Ericameria arizonica

Scientific classification
- Kingdom: Plantae
- Clade: Tracheophytes
- Clade: Angiosperms
- Clade: Eudicots
- Clade: Asterids
- Order: Asterales
- Family: Asteraceae
- Genus: Ericameria
- Species: E. arizonica
- Binomial name: Ericameria arizonica R.P.Roberts, Urbatsch & J.L.Anderson

= Ericameria arizonica =

- Genus: Ericameria
- Species: arizonica
- Authority: R.P.Roberts, Urbatsch & J.L.Anderson

Species of flowering plant

Ericameria arizonica is a North American species of flowering shrub in the family Asteraceae known as Arizona goldenbush or Grand Canyon goldenweed. It has been found only on the cliffs on the south rim of the Grand Canyon in Coconino County, Arizona.

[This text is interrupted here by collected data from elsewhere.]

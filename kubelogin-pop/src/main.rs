//! kubelogin-pop: Kubernetes exec credential plugin with PoP token support
//!
//! Prints a client-go `ExecCredential` on stdout; logs go to stderr.

use std::path::PathBuf;
use std::time::Duration;

use anyhow::Context;
use clap::{Args, Parser, Subcommand};
use kubelogin_pop::exec::{requested_api_version, ExecCredential, EXEC_INFO_ENV};
use kubelogin_pop::{get_token, KeySource, Options};
use tokio_util::sync::CancellationToken;
use tracing::{debug, warn};
use tracing_subscriber::EnvFilter;

#[derive(Parser)]
#[command(name = "kubelogin-pop")]
#[command(about = "Kubernetes credential plugin for Entra ID with PoP token support")]
#[command(version)]
struct Cli {
    #[command(subcommand)]
    command: Commands,
}

#[derive(Subcommand)]
enum Commands {
    /// Acquire a token and print it as an ExecCredential
    GetToken(GetTokenArgs),
}

#[derive(Args, Debug)]
struct GetTokenArgs {
    /// YAML file with default options
    #[arg(long)]
    config: Option<PathBuf>,

    /// Login method
    #[arg(short = 'l', long = "login")]
    login_method: Option<String>,

    /// Service principal client ID
    #[arg(long)]
    client_id: Option<String>,

    /// Service principal client secret
    #[arg(long)]
    client_secret: Option<String>,

    /// PEM file with the client certificate and private key
    #[arg(long)]
    client_certificate: Option<String>,

    #[arg(long)]
    client_certificate_password: Option<String>,

    /// Entra ID tenant
    #[arg(short = 't', long)]
    tenant_id: Option<String>,

    /// Application ID of the cluster's API server
    #[arg(long)]
    server_id: Option<String>,

    /// Cloud name, e.g. AzurePublicCloud or AzureChinaCloud
    #[arg(short = 'e', long)]
    environment: Option<String>,

    /// Identity provider base URL, ending with /
    #[arg(long)]
    authority_host: Option<String>,

    /// Request timeout in seconds
    #[arg(long)]
    timeout: Option<u64>,

    /// Request a PoP token instead of a bearer token
    #[arg(long)]
    pop_enabled: bool,

    /// PoP claims, e.g. u=<ARM ID of the cluster>
    #[arg(long)]
    pop_claims: Option<String>,

    /// Where the PoP signing key comes from
    #[arg(long, value_enum)]
    pop_key_source: Option<KeySource>,

    /// Read credentials from ARM_* variables
    #[arg(long = "use-azurerm-env-vars")]
    use_azurerm_terraform_env: bool,

    /// Ignore credentials from the environment
    #[arg(long)]
    disable_environment_override: bool,

    /// Use the conventional token endpoint instead of OpenID discovery
    #[arg(long)]
    disable_instance_discovery: bool,

    /// Directory for the authentication record
    #[arg(long = "token-cache-dir")]
    auth_record_cache_dir: Option<PathBuf>,
}

impl GetTokenArgs {
    fn into_options(self) -> anyhow::Result<Options> {
        let mut options = match &self.config {
            Some(path) => Options::from_file(path)
                .with_context(|| format!("failed to load {}", path.display()))?,
            None => Options::new(),
        };

        let overrides = [
            (self.login_method, &mut options.login_method),
            (self.client_id, &mut options.client_id),
            (self.client_secret, &mut options.client_secret),
            (self.client_certificate, &mut options.client_cert),
            (
                self.client_certificate_password,
                &mut options.client_cert_password,
            ),
            (self.tenant_id, &mut options.tenant_id),
            (self.server_id, &mut options.server_id),
            (self.environment, &mut options.environment),
            (self.authority_host, &mut options.authority_host),
            (self.pop_claims, &mut options.pop_token_claims),
        ];
        for (flag, field) in overrides {
            if let Some(value) = flag {
                *field = value;
            }
        }

        if let Some(secs) = self.timeout {
            options.timeout = Duration::from_secs(secs);
        }
        if let Some(source) = self.pop_key_source {
            options.pop_key_source = source;
        }
        if let Some(dir) = self.auth_record_cache_dir {
            options.auth_record_cache_dir = dir;
        }
        options.is_pop_token_enabled |= self.pop_enabled;
        options.use_azurerm_terraform_env |= self.use_azurerm_terraform_env;
        options.disable_environment_override |= self.disable_environment_override;
        options.disable_instance_discovery |= self.disable_instance_discovery;

        Ok(options)
    }
}

#[tokio::main]
async fn main() -> anyhow::Result<()> {
    // stdout carries the credential, so logs go to stderr
    tracing_subscriber::fmt()
        .with_writer(std::io::stderr)
        .with_env_filter(
            EnvFilter::try_from_default_env().unwrap_or_else(|_| EnvFilter::new("warn")),
        )
        .init();

    let cli = Cli::parse();

    match cli.command {
        Commands::GetToken(args) => run_get_token(args).await,
    }
}

async fn run_get_token(args: GetTokenArgs) -> anyhow::Result<()> {
    let mut options = args.into_options()?;
    options.update_from_env();
    options.validate()?;
    debug!(login = %options.login_method, pop = options.is_pop_token_enabled, "Options validated");

    let cancel = CancellationToken::new();
    let on_interrupt = cancel.clone();
    tokio::spawn(async move {
        if tokio::signal::ctrl_c().await.is_ok() {
            warn!("Interrupted, cancelling token request");
            on_interrupt.cancel();
        }
    });

    let acquired = get_token(&options, &cancel).await?;

    let exec_info = std::env::var(EXEC_INFO_ENV).ok();
    let credential = ExecCredential::new(
        requested_api_version(exec_info.as_deref()),
        acquired.token,
        acquired.expires_on,
    );

    println!("{}", serde_json::to_string_pretty(&credential)?);
    Ok(())
}
//! PoP signing keys and the providers that produce them
//!
//! Two backends implement [`PopKey`]:
//! - [`SoftwarePopKey`]: an ephemeral P-256 key generated in memory per request
//! - [`HardwarePopKey`]: a pre-provisioned key living in a [`HardwareKeyStore`]
//!
//! [`KeyProvider`] selects between them once, at configuration time.

use std::fmt;
use std::sync::Arc;

use p256::ecdsa::{signature::Signer, Signature, SigningKey, VerifyingKey};
use p256::elliptic_curve::rand_core::{OsRng, RngCore};
use tracing::debug;

use crate::error::{KeyStoreError, PopError};
use crate::jwk::EcPublicJwk;
use crate::thumbprint::compute_thumbprint;

/// JWS algorithm used by every PoP key
pub const POP_ALGORITHM: &str = "ES256";

/// Attempts at drawing a valid scalar before giving up
const MAX_KEYGEN_ATTEMPTS: usize = 4;

/// A key the PoP token is bound to
pub trait PopKey: Send + Sync {
    /// RFC 7638 thumbprint of the public key, used as `kid`
    fn thumbprint(&self) -> &str;

    /// Public key in JWK form, embedded in `cnf`
    fn public_jwk(&self) -> &EcPublicJwk;

    /// JWS `alg` of signatures produced by [`PopKey::sign`]
    fn algorithm(&self) -> &'static str {
        POP_ALGORITHM
    }

    /// Sign `message`, returning the raw JWS signature bytes (r || s)
    fn sign(&self, message: &[u8]) -> Result<Vec<u8>, PopError>;
}

/// Ephemeral in-memory key
///
/// Never written anywhere; dropped with the request that created it.
pub struct SoftwarePopKey {
    signing_key: SigningKey,
    jwk: EcPublicJwk,
    thumbprint: String,
}

impl SoftwarePopKey {
    /// Generate a fresh P-256 key from the OS entropy source
    pub fn generate() -> Result<Self, PopError> {
        let mut seed = [0u8; 32];
        for _ in 0..MAX_KEYGEN_ATTEMPTS {
            OsRng
                .try_fill_bytes(&mut seed)
                .map_err(|e| PopError::KeyUnavailable(format!("entropy source failed: {e}")))?;

            // Rejects zero and values above the curve order; redraw on failure
            if let Ok(signing_key) = SigningKey::from_slice(&seed) {
                seed.fill(0);
                return Self::from_signing_key(signing_key);
            }
        }
        seed.fill(0);

        Err(PopError::KeyUnavailable(
            "could not derive a valid P-256 scalar".to_string(),
        ))
    }

    /// Wrap an existing signing key
    pub fn from_signing_key(signing_key: SigningKey) -> Result<Self, PopError> {
        let jwk = EcPublicJwk::from_verifying_key(signing_key.verifying_key())?;
        let thumbprint = compute_thumbprint(&jwk);
        Ok(Self {
            signing_key,
            jwk,
            thumbprint,
        })
    }

    pub fn verifying_key(&self) -> &VerifyingKey {
        self.signing_key.verifying_key()
    }
}

impl PopKey for SoftwarePopKey {
    fn thumbprint(&self) -> &str {
        &self.thumbprint
    }

    fn public_jwk(&self) -> &EcPublicJwk {
        &self.jwk
    }

    fn sign(&self, message: &[u8]) -> Result<Vec<u8>, PopError> {
        let signature: Signature = self
            .signing_key
            .try_sign(message)
            .map_err(|e| PopError::Signing(e.to_string()))?;
        Ok(signature.to_bytes().to_vec())
    }
}

impl fmt::Debug for SoftwarePopKey {
    fn fmt(&self, f: &mut fmt::Formatter<'_>) -> fmt::Result {
        f.debug_struct("SoftwarePopKey")
            .field("thumbprint", &self.thumbprint)
            .finish_non_exhaustive()
    }
}

/// A persistent key store behind [`KeyProvider::Hardware`]
///
/// Hardware-backed implementations keep the private key out of process
/// memory. Software stores such as an OS keychain only protect it at rest.
///
/// Implementations may block (hardware round trips, OS prompts) and may
/// serialize concurrent requests; contention is reported as
/// [`KeyStoreError::Busy`].
pub trait HardwareKeyStore: Send + Sync {
    /// Human-readable name of the backend, used in logs
    fn name(&self) -> &str;

    /// Public half of the provisioned key
    fn public_key(&self) -> Result<VerifyingKey, KeyStoreError>;

    /// ES256 signature over `message`
    fn sign(&self, message: &[u8]) -> Result<Signature, KeyStoreError>;
}

/// Key bound to a [`HardwareKeyStore`]
///
/// Loading never creates key material; it only reads the public half.
pub struct HardwarePopKey {
    store: Arc<dyn HardwareKeyStore>,
    jwk: EcPublicJwk,
    thumbprint: String,
}

impl HardwarePopKey {
    pub fn load(store: Arc<dyn HardwareKeyStore>) -> Result<Self, PopError> {
        let public_key = store
            .public_key()
            .map_err(|e| PopError::KeyUnavailable(format!("{}: {e}", store.name())))?;
        let jwk = EcPublicJwk::from_verifying_key(&public_key)?;
        let thumbprint = compute_thumbprint(&jwk);

        debug!(store = store.name(), thumbprint = %thumbprint, "Loaded hardware PoP key");

        Ok(Self {
            store,
            jwk,
            thumbprint,
        })
    }
}

impl PopKey for HardwarePopKey {
    fn thumbprint(&self) -> &str {
        &self.thumbprint
    }

    fn public_jwk(&self) -> &EcPublicJwk {
        &self.jwk
    }

    fn sign(&self, message: &[u8]) -> Result<Vec<u8>, PopError> {
        let signature = self
            .store
            .sign(message)
            .map_err(|e| PopError::Signing(format!("{}: {e}", self.store.name())))?;
        Ok(signature.to_bytes().to_vec())
    }
}

impl fmt::Debug for HardwarePopKey {
    fn fmt(&self, f: &mut fmt::Formatter<'_>) -> fmt::Result {
        f.debug_struct("HardwarePopKey")
            .field("store", &self.store.name())
            .field("thumbprint", &self.thumbprint)
            .finish()
    }
}

/// Selects where PoP keys come from
#[derive(Clone)]
pub enum KeyProvider {
    /// Fresh ephemeral key for every request
    Software,
    /// Pre-provisioned key in a hardware or OS key store
    Hardware(Arc<dyn HardwareKeyStore>),
}

impl KeyProvider {
    /// Produce the key for one token request
    ///
    /// May block when backed by a hardware store; async callers should run
    /// it on a blocking thread.
    pub fn load_key(&self) -> Result<Arc<dyn PopKey>, PopError> {
        match self {
            KeyProvider::Software => Ok(Arc::new(SoftwarePopKey::generate()?)),
            KeyProvider::Hardware(store) => Ok(Arc::new(HardwarePopKey::load(Arc::clone(store))?)),
        }
    }

    pub fn is_hardware(&self) -> bool {
        matches!(self, KeyProvider::Hardware(_))
    }
}

impl fmt::Debug for KeyProvider {
    fn fmt(&self, f: &mut fmt::Formatter<'_>) -> fmt::Result {
        match self {
            KeyProvider::Software => f.write_str("Software"),
            KeyProvider::Hardware(store) => f.debug_tuple("Hardware").field(&store.name()).finish(),
        }
    }
}
//! Client credentials for the confidential-client flow

use std::fmt;
use std::path::Path;

use base64::{engine::general_purpose::URL_SAFE_NO_PAD, Engine};
use jsonwebtoken::{encode, Algorithm, EncodingKey, Header};
use pkcs8::EncryptedPrivateKeyInfo;
use serde::Serialize;
use sha2::{Digest, Sha256};

use crate::options::{ConfigError, LoginMethod, Options};

/// `client_assertion_type` for certificate credentials
pub const JWT_BEARER_ASSERTION_TYPE: &str = "urn:ietf:params:oauth:client-assertion-type:jwt-bearer";

/// Lifetime of a client assertion
const ASSERTION_LIFETIME_SECS: i64 = 600;

const ENCRYPTED_KEY_TAG: &str = "ENCRYPTED PRIVATE KEY";
const PLAIN_KEY_TAG: &str = "PRIVATE KEY";

/// Secret or certificate proving the client's identity
#[derive(Clone)]
pub enum ClientCredential {
    Secret(String),
    /// PEM holding the certificate and its private key
    Certificate(CertificateCredential),
}

#[derive(Clone)]
pub struct CertificateCredential {
    /// `x5t#S256` of the certificate
    thumbprint: String,
    /// PEM of the private key alone
    key_pem: String,
    algorithm: Algorithm,
}

#[derive(Debug, Serialize)]
struct AssertionClaims {
    aud: String,
    exp: i64,
    iat: i64,
    iss: String,
    jti: String,
    nbf: i64,
    sub: String,
}

impl ClientCredential {
    /// Pick the credential configured for a service principal login
    ///
    /// A client secret wins over a certificate when both are set.
    pub fn from_options(options: &Options) -> Result<Self, ConfigError> {
        if !options.client_secret.is_empty() {
            return Ok(Self::Secret(options.client_secret.clone()));
        }
        if !options.client_cert.is_empty() {
            return Self::from_certificate_file(
                Path::new(&options.client_cert),
                &options.client_cert_password,
            );
        }
        Err(ConfigError::MissingValue(
            "client secret or client certificate",
            LoginMethod::ServicePrincipal,
        ))
    }

    pub fn from_certificate_file(path: &Path, password: &str) -> Result<Self, ConfigError> {
        let pem_content = std::fs::read_to_string(path).map_err(|e| {
            ConfigError::InvalidCredential(format!(
                "failed to read certificate file '{}': {e}",
                path.display()
            ))
        })?;
        Self::from_certificate_pem(&pem_content, password)
    }

    /// Parse a PEM bundle; `password` decrypts an `ENCRYPTED PRIVATE KEY`
    pub fn from_certificate_pem(pem_content: &str, password: &str) -> Result<Self, ConfigError> {
        Ok(Self::Certificate(CertificateCredential::parse(
            pem_content,
            password,
        )?))
    }

    /// `secret` or `certificate`, as used in error messages
    pub fn kind(&self) -> &'static str {
        match self {
            ClientCredential::Secret(_) => "secret",
            ClientCredential::Certificate(_) => "certificate",
        }
    }

    /// Form parameters authenticating the client at `token_endpoint`
    pub fn form_params(
        &self,
        client_id: &str,
        token_endpoint: &str,
    ) -> Result<Vec<(&'static str, String)>, ConfigError> {
        match self {
            ClientCredential::Secret(secret) => Ok(vec![("client_secret", secret.clone())]),
            ClientCredential::Certificate(cert) => Ok(vec![
                (
                    "client_assertion_type",
                    JWT_BEARER_ASSERTION_TYPE.to_string(),
                ),
                (
                    "client_assertion",
                    cert.client_assertion(client_id, token_endpoint)?,
                ),
            ]),
        }
    }
}

impl fmt::Debug for ClientCredential {
    fn fmt(&self, f: &mut fmt::Formatter<'_>) -> fmt::Result {
        match self {
            ClientCredential::Secret(_) => f.debug_tuple("Secret").field(&"[redacted]").finish(),
            ClientCredential::Certificate(cert) => f.debug_tuple("Certificate").field(cert).finish(),
        }
    }
}

impl CertificateCredential {
    fn parse(pem_content: &str, password: &str) -> Result<Self, ConfigError> {
        let entries = pem::parse_many(pem_content)
            .map_err(|e| ConfigError::InvalidCredential(format!("failed to parse PEM: {e}")))?;

        let cert = entries
            .iter()
            .find(|p| p.tag() == "CERTIFICATE")
            .ok_or_else(|| ConfigError::InvalidCredential("no certificate found in PEM".to_string()))?;
        let key = entries
            .iter()
            .find(|p| p.tag().ends_with("PRIVATE KEY"))
            .ok_or_else(|| ConfigError::InvalidCredential("no private key found in PEM".to_string()))?;

        let thumbprint = URL_SAFE_NO_PAD.encode(Sha256::digest(cert.contents()));
        let key = match key.tag() {
            ENCRYPTED_KEY_TAG => decrypt_private_key(key.contents(), password)?,
            _ => key.clone(),
        };
        let key_pem = pem::encode(&key);

        let algorithm = match key.tag() {
            "RSA PRIVATE KEY" => Algorithm::RS256,
            "EC PRIVATE KEY" => Algorithm::ES256,
            // PKCS#8 does not say which; try RSA first
            _ if EncodingKey::from_rsa_pem(key_pem.as_bytes()).is_ok() => Algorithm::RS256,
            _ => Algorithm::ES256,
        };

        let credential = Self {
            thumbprint,
            key_pem,
            algorithm,
        };
        credential.encoding_key()?;
        Ok(credential)
    }

    fn encoding_key(&self) -> Result<EncodingKey, ConfigError> {
        let key = match self.algorithm {
            Algorithm::RS256 => EncodingKey::from_rsa_pem(self.key_pem.as_bytes()),
            _ => EncodingKey::from_ec_pem(self.key_pem.as_bytes()),
        };
        key.map_err(|e| ConfigError::InvalidCredential(format!("unsupported private key: {e}")))
    }

    /// Signed JWT authenticating `client_id` to `audience`
    pub fn client_assertion(&self, client_id: &str, audience: &str) -> Result<String, ConfigError> {
        let mut header = Header::new(self.algorithm);
        header.x5t_s256 = Some(self.thumbprint.clone());

        let now = chrono::Utc::now().timestamp();
        let claims = AssertionClaims {
            aud: audience.to_string(),
            exp: now + ASSERTION_LIFETIME_SECS,
            iat: now,
            iss: client_id.to_string(),
            jti: uuid::Uuid::new_v4().to_string(),
            nbf: now,
            sub: client_id.to_string(),
        };

        encode(&header, &claims, &self.encoding_key()?).map_err(|e| {
            ConfigError::InvalidCredential(format!("failed to create client assertion: {e}"))
        })
    }

    pub fn thumbprint(&self) -> &str {
        &self.thumbprint
    }
}

/// Decrypt PKCS#8 `EncryptedPrivateKeyInfo` DER into a `PRIVATE KEY` block
fn decrypt_private_key(der: &[u8], password: &str) -> Result<pem::Pem, ConfigError> {
    if password.is_empty() {
        return Err(ConfigError::InvalidCredential(
            "private key is encrypted but no client certificate password was given".to_string(),
        ));
    }

    let encrypted = EncryptedPrivateKeyInfo::try_from(der).map_err(|e| {
        ConfigError::InvalidCredential(format!("failed to parse encrypted private key: {e}"))
    })?;
    let document = encrypted.decrypt(password).map_err(|e| {
        ConfigError::InvalidCredential(format!("failed to decrypt private key: {e}"))
    })?;

    Ok(pem::Pem::new(PLAIN_KEY_TAG, document.as_bytes().to_vec()))
}

impl fmt::Debug for CertificateCredential {
    fn fmt(&self, f: &mut fmt::Formatter<'_>) -> fmt::Result {
        f.debug_struct("CertificateCredential")
            .field("thumbprint", &self.thumbprint)
            .field("algorithm", &self.algorithm)
            .field("key_pem", &"[redacted]")
            .finish()
    }
}

#[cfg(test)]
pub(crate) mod tests {
    use super::*;
    use jsonwebtoken::{decode, decode_header, DecodingKey, Validation};
    use p256::ecdsa::SigningKey;
    use p256::elliptic_curve::rand_core::OsRng;
    use p256::pkcs8::{EncodePrivateKey, EncodePublicKey, LineEnding};
    use serde::Deserialize;
    use tempfile::TempDir;

    const FAKE_CERT_DER: &[u8] = b"not really DER but hashed all the same";

    fn cert_pem() -> String {
        pem::encode(&pem::Pem::new("CERTIFICATE", FAKE_CERT_DER.to_vec()))
    }

    /// Certificate plus PKCS#8 key, and the matching public key PEM
    pub(crate) fn ec_bundle() -> (String, String) {
        let key = SigningKey::random(&mut OsRng);
        let private = key.to_pkcs8_pem(LineEnding::LF).unwrap();
        let public = key
            .verifying_key()
            .to_public_key_pem(LineEnding::LF)
            .unwrap();
        (format!("{}{}", cert_pem(), private.as_str()), public)
    }

    #[derive(Debug, Deserialize)]
    struct Decoded {
        aud: String,
        iss: String,
        sub: String,
        exp: i64,
        nbf: i64,
        jti: String,
    }

    #[test]
    fn test_secret_form_params() {
        let cred = ClientCredential::Secret("s3cret".to_string());

        assert_eq!(cred.kind(), "secret");
        let params = cred.form_params("client", "https://idp/token").unwrap();
        assert_eq!(params, vec![("client_secret", "s3cret".to_string())]);
    }

    #[test]
    fn test_debug_redacts_secret() {
        let cred = ClientCredential::Secret("s3cret".to_string());
        assert!(!format!("{cred:?}").contains("s3cret"));
    }

    #[test]
    fn test_certificate_assertion() {
        let (bundle, public_pem) = ec_bundle();
        let cred = ClientCredential::from_certificate_pem(&bundle, "").unwrap();
        assert_eq!(cred.kind(), "certificate");

        let params = cred
            .form_params("client-id", "https://login.example.com/t/oauth2/v2.0/token")
            .unwrap();
        assert_eq!(params[0], ("client_assertion_type", JWT_BEARER_ASSERTION_TYPE.to_string()));
        let assertion = &params[1].1;

        let header = decode_header(assertion).unwrap();
        assert_eq!(header.alg, Algorithm::ES256);
        assert_eq!(
            header.x5t_s256.as_deref(),
            Some(URL_SAFE_NO_PAD.encode(Sha256::digest(FAKE_CERT_DER)).as_str())
        );

        let mut validation = Validation::new(Algorithm::ES256);
        validation.set_audience(&["https://login.example.com/t/oauth2/v2.0/token"]);
        let decoded = decode::<Decoded>(
            assertion,
            &DecodingKey::from_ec_pem(public_pem.as_bytes()).unwrap(),
            &validation,
        )
        .unwrap()
        .claims;

        assert_eq!(decoded.aud, "https://login.example.com/t/oauth2/v2.0/token");
        assert_eq!(decoded.iss, "client-id");
        assert_eq!(decoded.sub, "client-id");
        assert_eq!(decoded.exp - decoded.nbf, ASSERTION_LIFETIME_SECS);
        assert!(!decoded.jti.is_empty());
    }

    #[test]
    fn test_assertions_are_unique() {
        let (bundle, _) = ec_bundle();
        let ClientCredential::Certificate(cert) =
            ClientCredential::from_certificate_pem(&bundle, "").unwrap()
        else {
            panic!("expected certificate credential");
        };

        let a = cert.client_assertion("c", "aud").unwrap();
        let b = cert.client_assertion("c", "aud").unwrap();
        assert_ne!(a, b);
    }

    fn encrypted_ec_bundle(password: &str) -> (String, String) {
        let key = SigningKey::random(&mut OsRng);
        let private = key
            .to_pkcs8_encrypted_pem(&mut OsRng, password, LineEnding::LF)
            .unwrap();
        let public = key
            .verifying_key()
            .to_public_key_pem(LineEnding::LF)
            .unwrap();
        (format!("{}{}", cert_pem(), private.as_str()), public)
    }

    #[test]
    fn test_encrypted_key_with_password() {
        let (bundle, public_pem) = encrypted_ec_bundle("hunter2");
        assert!(bundle.contains("ENCRYPTED PRIVATE KEY"));

        let ClientCredential::Certificate(cert) =
            ClientCredential::from_certificate_pem(&bundle, "hunter2").unwrap()
        else {
            panic!("expected certificate credential");
        };
        assert_eq!(cert.algorithm, Algorithm::ES256);

        let assertion = cert.client_assertion("client-id", "aud").unwrap();
        let mut validation = Validation::new(Algorithm::ES256);
        validation.set_audience(&["aud"]);
        let decoded = decode::<Decoded>(
            &assertion,
            &DecodingKey::from_ec_pem(public_pem.as_bytes()).unwrap(),
            &validation,
        )
        .unwrap()
        .claims;
        assert_eq!(decoded.iss, "client-id");
    }

    #[test]
    fn test_encrypted_key_wrong_password() {
        let (bundle, _) = encrypted_ec_bundle("hunter2");
        let err = ClientCredential::from_certificate_pem(&bundle, "hunter3").unwrap_err();
        assert!(err.to_string().contains("failed to decrypt private key"));
    }

    #[test]
    fn test_encrypted_key_requires_password() {
        let (bundle, _) = encrypted_ec_bundle("hunter2");
        let err = ClientCredential::from_certificate_pem(&bundle, "").unwrap_err();
        assert!(err.to_string().contains("no client certificate password"));
    }

    #[test]
    fn test_password_ignored_for_plain_key() {
        let (bundle, _) = ec_bundle();
        let cred = ClientCredential::from_certificate_pem(&bundle, "hunter2").unwrap();
        assert_eq!(cred.kind(), "certificate");
    }

    #[test]
    fn test_certificate_without_key_rejected() {
        let err = ClientCredential::from_certificate_pem(&cert_pem(), "").unwrap_err();
        assert!(err.to_string().contains("no private key"));
    }

    #[test]
    fn test_key_without_certificate_rejected() {
        let key = SigningKey::random(&mut OsRng);
        let private = key.to_pkcs8_pem(LineEnding::LF).unwrap();

        let err = ClientCredential::from_certificate_pem(private.as_str(), "").unwrap_err();
        assert!(err.to_string().contains("no certificate"));
    }

    #[test]
    fn test_from_options() {
        let temp_dir = TempDir::new().unwrap();
        let path = temp_dir.path().join("client.pem");
        std::fs::write(&path, ec_bundle().0).unwrap();

        let mut o = Options::new();
        assert!(matches!(
            ClientCredential::from_options(&o),
            Err(ConfigError::MissingValue(..))
        ));

        o.client_cert = path.display().to_string();
        assert_eq!(ClientCredential::from_options(&o).unwrap().kind(), "certificate");

        o.client_secret = "s3cret".to_string();
        assert_eq!(ClientCredential::from_options(&o).unwrap().kind(), "secret");
    }

    #[test]
    fn test_missing_certificate_file() {
        let err = ClientCredential::from_certificate_file(Path::new("/nonexistent/cert.pem"), "")
            .unwrap_err();
        assert!(err.to_string().contains("failed to read certificate file"));
    }
}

Ericameria arizonica is a shrub up to 50 cm (20 inches) tall. It has elliptic to narrowly oblanceolate leaves up to 35 mm (1.4 inches) long. Flower heads are in flat-topped arrays, each with both disc florets and ray florets. The species was described in 2005 by Roland P. Roberts, Lowell E. Urbatsch and John Anderson. Ericameria arizonica is ranked as G2 (Imperiled) by NatureServe.